EXERCISE INSTRUCTIONS
The reply should hold only the lines below from the one with "mod coding;" to the end, each copied exactly.

[Opening EXTRACTED MATERIAL section]

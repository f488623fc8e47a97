//! Coding submission command handlers.

use std::fs;
use std::path::Path;

use anyhow::{Context, Result};
use mockmate_client::ApiGateway;
use mockmate_client::types::{
    ProgrammingLanguage, SubmissionFilter, SubmitCodeRequest, TestCodeRequest,
};

use super::print_json;

fn read_source(path: &Path) -> Result<String> {
    fs::read_to_string(path).with_context(|| format!("read source file {}", path.display()))
}

pub async fn submit(
    gateway: &ApiGateway,
    question_id: i64,
    file: &Path,
    language: ProgrammingLanguage,
    session: Option<i64>,
) -> Result<()> {
    let request = SubmitCodeRequest {
        question_id,
        interview_session_id: session,
        code: read_source(file)?,
        language,
    };
    let submission = gateway.coding().submit(&request).await?;
    print_json(&submission)
}

pub async fn test(
    gateway: &ApiGateway,
    file: &Path,
    language: ProgrammingLanguage,
    input: String,
) -> Result<()> {
    let request = TestCodeRequest {
        code: read_source(file)?,
        language,
        input,
    };
    let result = gateway.coding().test(&request).await?;
    print_json(&result)
}

pub async fn submissions(
    gateway: &ApiGateway,
    question: Option<i64>,
    session: Option<i64>,
) -> Result<()> {
    let filter = SubmissionFilter {
        question_id: question,
        interview_session_id: session,
    };
    let submissions = gateway.coding().submissions(&filter).await?;
    print_json(&submissions)
}
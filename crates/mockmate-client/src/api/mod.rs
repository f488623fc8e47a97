//! Call groups: thin, typed bindings of backend endpoints.
//!
//! Each group borrows the gateway, builds path, query and body from typed
//! parameters and delegates to it. Groups hold no state of their own.

mod admin;
mod auth;
mod behavioral;
mod coding;
mod interviews;
mod questions;

pub use admin::AdminApi;
pub use auth::AuthApi;
pub use behavioral::BehavioralApi;
pub use coding::CodingApi;
pub use interviews::InterviewsApi;
pub use questions::QuestionsApi;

[Closing EXTRACTED MATERIAL section]

TASK ANSWER
mod coding;
mod interviews;
mod questions;

pub use admin::AdminApi;
pub use auth::AuthApi;
pub use behavioral::BehavioralApi;
pub use coding::CodingApi;
pub use interviews::InterviewsApi;
pub use questions::QuestionsApi;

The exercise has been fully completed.